So here is my build. Note: the transom is no longer 17.5". I had a 2" x 2" x 1/4" aluminum square tube welded to the top of the transom and welded into the corner supports. Even with that, the micro-jacker is mounted 1/2" above the transom top resulting with the motor's cav plate about 1/2" below the bottom of the boat when the jack is all the way down. So my jack's travel is about 1/2" below the bottom of the boat to 4 1/2" above. (Great for skinny water but a little too high for on plain motoring). In my humble opinion with your 17.5" transom, I would clamp a short shaft on it if not using a jack. If you get a long shaft, even with a jack consider I have mine mounted at 20" and still it is a little below the bottom of the boat. Without the mod I made to the transom the cav plate would be about 2 1/2" below the bottom of the boat all the way down. Note: I couldn't use a short shaft and mount the jack plate lower on the transom because the motor clamps won't clear the transom when lowering. Adding 2" to the transom locked in into a long shaft. However with the pods and 19 1/2" transom, no more water slashes in over the transom. 
Pictures attached. My sealing job with white marine sealant is a mess. But the setup does work nicely. Hope this helps.


----------



## fyr4efect (Sep 22, 2018)

jtsull said:


> So here is my build. Note: the transom is no longer 17.5". I had a 2" x 2" x 1/4" aluminum square tube welded to the top of the transom and welded into the corner supports. Even with that, the micro-jacker is mounted 1/2" above the transom top resulting with the motor's cav plate about 1/2" below the bottom of the boat when the jack is all the way down. So my jack's travel is about 1/2" below the bottom of the boat to 4 1/2" above. (Great for skinny water but a little too high for on plain motoring). In my humble opinion with your 17.5" transom, I would clamp a short shaft on it if not using a jack. If you get a long shaft, even with a jack consider I have mine mounted at 20" and still it is a little below the bottom of the boat. Without the mod I made to the transom the cav plate would be about 2 1/2" below the bottom of the boat all the way down. Note: I couldn't use a short shaft and mount the jack plate lower on the transom because the motor clamps won't clear the transom when lowering. Adding 2" to the transom locked in into a long shaft. However with the pods and 19 1/2" transom, no more water slashes in over the transom.
> Pictures attached. My sealing job with white marine sealant is a mess. But the setup does work nicely. Hope this helps.

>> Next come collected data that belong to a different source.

//! Sells units of a CIS-2 token at a fixed CCD price to whitelisted accounts.
//! The sale holds the tokens it sells, collected CCD stays in the contract
//! until the owner finalizes the sale.
#[cfg(any(feature = "wasm-test", test))]
mod sctest;
mod state;
mod view;

use concordium_cis2::{
    AdditionalData, BalanceOfQuery, BalanceOfQueryParams, BalanceOfQueryResponse,
    OnReceivingCis2Params, Receiver, TokenIdUnit, Transfer, TransferParams,
};
use concordium_std::*;
use sale_utils::{BuyEvent, CrowdsaleEvent, FinalizeEvent};
use state::{State, *};

/// The parameter schema for `init` function.
#[derive(Debug, Serialize, SchemaType)]
pub struct InitParams {
    /// Token contract whose units are sold
    pub token: ContractAddress,
    /// MicroCCD to pay per token unit
    pub price: MicroCcd,
    /// Cap shown to buyers
    pub max_tokens: ContractTokenAmount,
}

/// # Init Function
/// The instantiating account becomes the owner of the sale.
/// Tokens are expected to be transferred in afterwards through `onReceivingCIS2`.
#[init(contract = "ico_crowdsale", parameter = "InitParams")]
fn contract_init<S: HasStateApi>(
    ctx: &impl HasInitContext,
    state_builder: &mut StateBuilder<S>,
) -> InitResult<State<S>> {
    let params: InitParams = ctx.parameter_cursor().get()?;

    Ok(State::new(
        state_builder,
        ctx.init_origin(),
        params.token,
        params.price,
        params.max_tokens,
    ))
}

// ==============================================
// For the owner
// ==========================================

/// Allow an account to buy. Adding an account twice has no effect.
///
/// Caller: sale owner only
/// Reject if:
/// - The sender is not the sale owner
/// - Fails to parse parameter
/// - The address is a contract
#[receive(
    contract = "ico_crowdsale",
    name = "addToWhitelist",
    parameter = "Address",
    error = "ContractError",
    mutable
)]
fn contract_add_to_whitelist<S: HasStateApi>(
    ctx: &impl HasReceiveContext,
    host: &mut impl HasHost<State<S>, StateApiType = S>,
) -> ContractResult<()> {
    ensure!(
        ctx.sender().matches_account(&host.state().owner),
        ContractError::Unauthorized
    );

    let user: Address = ctx.parameter_cursor().get()?;
    if let Address::Account(_) = user {
        host.state_mut().set_whitelisted(&user, true);
    } else {
        // purchased tokens can only be paid out to accounts
        bail!(CustomContractError::AccountOnly.into())
    };

    Ok(())
}

/// Revoke the right to buy. Tokens already bought are not affected.
///
/// Caller: sale owner only
/// Reject if:
/// - The sender is not the sale owner
/// - Fails to parse parameter
#[receive(
    contract = "ico_crowdsale",
    name = "removeFromWhitelist",
    parameter = "Address",
    error = "ContractError",
    mutable
)]
fn contract_remove_from_whitelist<S: HasStateApi>(
    ctx: &impl HasReceiveContext,
    host: &mut impl HasHost<State<S>, StateApiType = S>,
) -> ContractResult<()> {
    ensure!(
        ctx.sender().matches_account(&host.state().owner),
        ContractError::Unauthorized
    );

    let user: Address = ctx.parameter_cursor().get()?;
    host.state_mut().set_whitelisted(&user, false);

    Ok(())
}

/// Replace the price per token unit.
///
/// Caller: sale owner only
/// Reject if:
/// - The sender is not the sale owner
/// - Fails to parse parameter
#[receive(
    contract = "ico_crowdsale",
    name = "setPrice",
    parameter = "MicroCcd",
    error = "ContractError",
    mutable
)]
fn contract_set_price<S: HasStateApi>(
    ctx: &impl HasReceiveContext,
    host: &mut impl HasHost<State<S>, StateApiType = S>,
) -> ContractResult<()> {
    ensure!(
        ctx.sender().matches_account(&host.state().owner),
        ContractError::Unauthorized
    );

    let price: MicroCcd = ctx.parameter_cursor().get()?;
    host.state_mut().price = price;

    Ok(())
}

/// Close the sale and hand the unsold tokens and all collected CCD to the owner.
/// Calling it again sweeps whatever arrived since, usually nothing.
///
/// Caller: sale owner only
/// Reject if:
/// - The sender is not the sale owner
/// - The balance query or the transfer on the token contract fails
/// - Fails to transfer CCD to the owner
#[receive(
    contract = "ico_crowdsale",
    name = "finalize",
    error = "ContractError",
    enable_logger,
    mutable
)]
fn contract_finalize<S: HasStateApi>(
    ctx: &impl HasReceiveContext,
    host: &mut impl HasHost<State<S>, StateApiType = S>,
    logger: &mut impl HasLogger,
) -> ContractResult<()> {
    let owner = host.state().owner;
    ensure!(
        ctx.sender().matches_account(&owner),
        ContractError::Unauthorized
    );

    let token = host.state().token;
    let self_address = Address::from(ctx.self_address());

    let query = BalanceOfQueryParams {
        queries: vec![BalanceOfQuery {
            token_id: TokenIdUnit(),
            address: self_address,
        }],
    };
    let return_value = host
        .invoke_contract(
            &token,
            &query,
            EntrypointName::new_unchecked("balanceOf"),
            Amount::zero(),
        )?
        .1;
    let remaining_tokens = match return_value {
        Some(mut rv) => {
            let BalanceOfQueryResponse(balances): BalanceOfQueryResponse<ContractTokenAmount> =
                rv.get()?;
            balances
                .first()
                .copied()
                .ok_or(ContractError::from(CustomContractError::InvokeContractError))?
        },
        None => bail!(CustomContractError::InvokeContractError.into()),
    };
    let remaining_value = host.self_balance();

    if remaining_tokens.0 > 0 {
        let transfer = Transfer {
            from: self_address,
            to: Receiver::from_account(owner),
            token_id: TokenIdUnit(),
            amount: remaining_tokens,
            data: AdditionalData::empty(),
        };
        host.invoke_contract(
            &token,
            &TransferParams::from(vec![transfer]),
            EntrypointName::new_unchecked("transfer"),
            Amount::zero(),
        )
        .map_err(from_token_transfer)?;
    }

    if remaining_value > Amount::zero() {
        let transfer_result = host.invoke_transfer(&owner, remaining_value);
        ensure!(
            transfer_result.is_ok(),
            CustomContractError::TransferError.into()
        );
    }

    host.state_mut().status = SaleStatus::Finalized;

    logger.log(&CrowdsaleEvent::Finalize(FinalizeEvent {
        remaining_tokens,
        remaining_value,
    }))?;

    Ok(())
}

// ==============================================
// For the token contract
// ==========================================

/// Hook the token contract calls when units are transferred to the sale.
///
/// Caller: the configured token contract only
/// Reject if:
/// - The sender is any other address
/// - Fails to parse parameter
#[receive(
    contract = "ico_crowdsale",
    name = "onReceivingCIS2",
    parameter = "OnReceivingCis2Params<ContractTokenId, ContractTokenAmount>",
    error = "ContractError"
)]
fn contract_on_receiving_cis2<S: HasStateApi>(
    ctx: &impl HasReceiveContext,
    host: &impl HasHost<State<S>, StateApiType = S>,
) -> ContractResult<()> {
    let sender = if let Address::Contract(contract) = ctx.sender() {
        contract
    } else {
        bail!(ContractError::Unauthorized)
    };
    ensure!(sender == host.state().token, ContractError::Unauthorized);

    let _params: OnReceivingCis2Params<ContractTokenId, ContractTokenAmount> =
        ctx.parameter_cursor().get()?;

    Ok(())
}

// ==============================================
// For buyers
// ==========================================

/// Buy `amount` token units, paying with the attached CCD.
/// Paying more than `amount * price` is accepted, the excess is not refunded.
///
/// Caller: whitelisted accounts
/// Reject if:
/// - Fails to parse parameter
/// - The sender is not whitelisted
/// - The sale is finalized
/// - `amount` is zero
/// - The attached CCD is less than `amount * price`
/// - The sale holds less than `amount` tokens
#[receive(
    contract = "ico_crowdsale",
    name = "buyTokens",
    parameter = "ContractTokenAmount",
    error = "ContractError",
    enable_logger,
    mutable,
    payable
)]
fn contract_buy_tokens<S: HasStateApi>(
    ctx: &impl HasReceiveContext,
    host: &mut impl HasHost<State<S>, StateApiType = S>,
    amount: Amount,
    logger: &mut impl HasLogger,
) -> ContractResult<()> {
    let requested: ContractTokenAmount = ctx.parameter_cursor().get()?;
    purchase(ctx, host, amount, Some(requested), logger)
}

/// Plain CCD sent to the sale buys as many units as it pays for.
/// Runs the same checks as `buyTokens`.
///
/// Caller: whitelisted accounts
/// Reject if:
/// - A parameter is attached
/// - The price is zero
/// - Any `buyTokens` rejection
#[receive(
    contract = "ico_crowdsale",
    fallback,
    error = "ContractError",
    enable_logger,
    mutable,
    payable
)]
fn contract_buy_with_value<S: HasStateApi>(
    ctx: &impl HasReceiveContext,
    host: &mut impl HasHost<State<S>, StateApiType = S>,
    amount: Amount,
    logger: &mut impl HasLogger,
) -> ContractResult<()> {
    ensure!(
        ctx.parameter_cursor().size() == 0,
        CustomContractError::ParseParams.into()
    );
    purchase(ctx, host, amount, None, logger)
}

/// All checks happen in `check_purchase` before anything is written,
/// the token transfer is the only external call.
fn purchase<S: HasStateApi>(
    ctx: &impl HasReceiveContext,
    host: &mut impl HasHost<State<S>, StateApiType = S>,
    value: Amount,
    requested: Option<ContractTokenAmount>,
    logger: &mut impl HasLogger,
) -> ContractResult<()> {
    let Purchase {
        buyer,
        amount,
        token,
        tokens_sold,
    } = host
        .state()
        .check_purchase(&ctx.sender(), value, requested)?;

    let transfer = Transfer {
        from: Address::from(ctx.self_address()),
        to: Receiver::from_account(buyer),
        token_id: TokenIdUnit(),
        amount,
        data: AdditionalData::empty(),
    };
    host.invoke_contract(
        &token,
        &TransferParams::from(vec![transfer]),
        EntrypointName::new_unchecked("transfer"),
        Amount::zero(),
    )
    .map_err(from_token_transfer)?;

    host.state_mut().tokens_sold = tokens_sold;

    logger.log(&CrowdsaleEvent::Buy(BuyEvent { amount, buyer }))?;

    Ok(())
}
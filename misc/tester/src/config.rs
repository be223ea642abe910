use concordium_smart_contract_testing::{AccountAddress, Amount, Energy};

pub const TARGET_DIR: &str = "../../target/concordium/wasm32-unknown-unknown/release/";

pub const MODULE_TOKEN: &str = "ico_token";
pub const MODULE_SALE: &str = "ico_crowdsale";

pub const CONTRACT_TOKEN: &str = "ico_token";
pub const CONTRACT_SALE: &str = "ico_crowdsale";

// `[0u8; 32]` is the null account, the token refuses to pay it.
pub const ACC_ADDR_OWNER: AccountAddress = AccountAddress([1u8; 32]);
pub const ACC_ADDR_BUYER: AccountAddress = AccountAddress([2u8; 32]);
pub const ACC_ADDR_OTHER: AccountAddress = AccountAddress([3u8; 32]);
pub const AMOUNT_INIT: Amount = Amount::from_ccd(1000);

pub const ENERGY: Energy = Energy { energy: 10000 };

pub const TOKEN_NAME: &str = "Next Gen";
pub const TOKEN_SYMBOL: &str = "NXG";
pub const TOKEN_DECIMALS: u8 = 6;
pub const TOKEN_METADATA_URL: &str = "https://example.com/nxg.json";
pub const MAX_SUPPLY: u64 = 1_000_000;

/// MicroCCD per token unit.
pub const PRICE: u64 = 1;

Wow! That's a lot of work. Nice setup! I spoke with the OnlineOutboard guy about a Tohatsu 20 electric, tilt, short shaft. 116 lbs. He says the shaft length is closer to 17-17.5 so I think I'll go with that. Mount it myself. I like the new Yam 25 but the short shaft is manual tilt only. Im getting old. The Tohatsu 20's on back order. Both batteries are up front in the hatch and just me fishing mostly so I should be fine. Simple. Thanks for your pics and info. If your concerned about space you might put a swing tongue on. Saved me 2ft. Cheers


----------



## jtsull (Sep 22, 2018)

Yup. Already added a tilt away tongue as well. Fits in the garage with room to spare. 
Next thing is a Helix 7 but I have to wait to let the wife recover from the motor/jack/console. :lol:


----------



## fyr4efect (Sep 22, 2018)

jtsull said:


> Yup. Already added a tilt away tongue as well. Fits in the garage with room to spare.
> Next thing is a Helix 7 but I have to wait to let the wife recover from the motor/jack/console. :lol:



I haven't had my boat out yet, being busy with set up. FF will be after I get the engine. I use a RayMarine dragonfly DI on my kayak.


----------



## fyr4efect (Sep 22, 2018)

fyr4efect said:


> jtsull said:
> 
> 
> > Yup. Already added a tilt away tongue as well. Fits in the garage with room to spare.
> ...



Work in progress. Painted with Epifanes mono-urethane dark green. Sent PM.


----------



## jtsull (Sep 23, 2018)

Color looks great. Bottom too?


----------



## fyr4efect (Sep 23, 2018)

jtsull said:


> Color looks great. Bottom too?



Just sides and back. Leaving the rest alone. Putting a couple rod tubes on the port side. That's been fun. Cant wait to get it on the water. How do you like yours?
I got quoted 6K for a Suzuki 25 from the not so local dealer. Crazy. The Tohatsu dealer here looks like he works out of his residence. Cabelas/BP sell package boats, otherwise kinda clueless. So I am going to get a 20 Tohatsu from onlineoutboards. 3400.


----------



## jtsull (Sep 27, 2018)

Onlineoutboards has a Suz 25 tiller for around 4K. 20 HP is about the same $ what you are looking at. 
I use my Grizzly for more than lakes which it is perfect for. (Perfect meaning for me and storage in my small garage). 
I also run out into the inshore rivers / small bays of the Tampa Bay area. Going to have to try to avoid from that as the waves from the large boats really bang down the hull if I hit them at 25 or more MPH. I worry about splitting a weld. A Grizzly 1648 with a 60 HP would definitely be more roomy and fun...


----------



## fyr4efect (Sep 28, 2018)

jtsull said:


> Onlineoutboards has a Suz 25 tiller for around 4K. 20 HP is about the same $ what you are looking at.
> I use my Grizzly for more than lakes which it is perfect for. (Perfect meaning for me and storage in my small garage).
> I also run out into the inshore rivers / small bays of the Tampa Bay area. Going to have to try to avoid from that as the waves from the large boats really bang down the hull if I hit them at 25 or more MPH. I worry about splitting a weld. A Grizzly 1648 with a 60 HP would definitely be more roomy and fun...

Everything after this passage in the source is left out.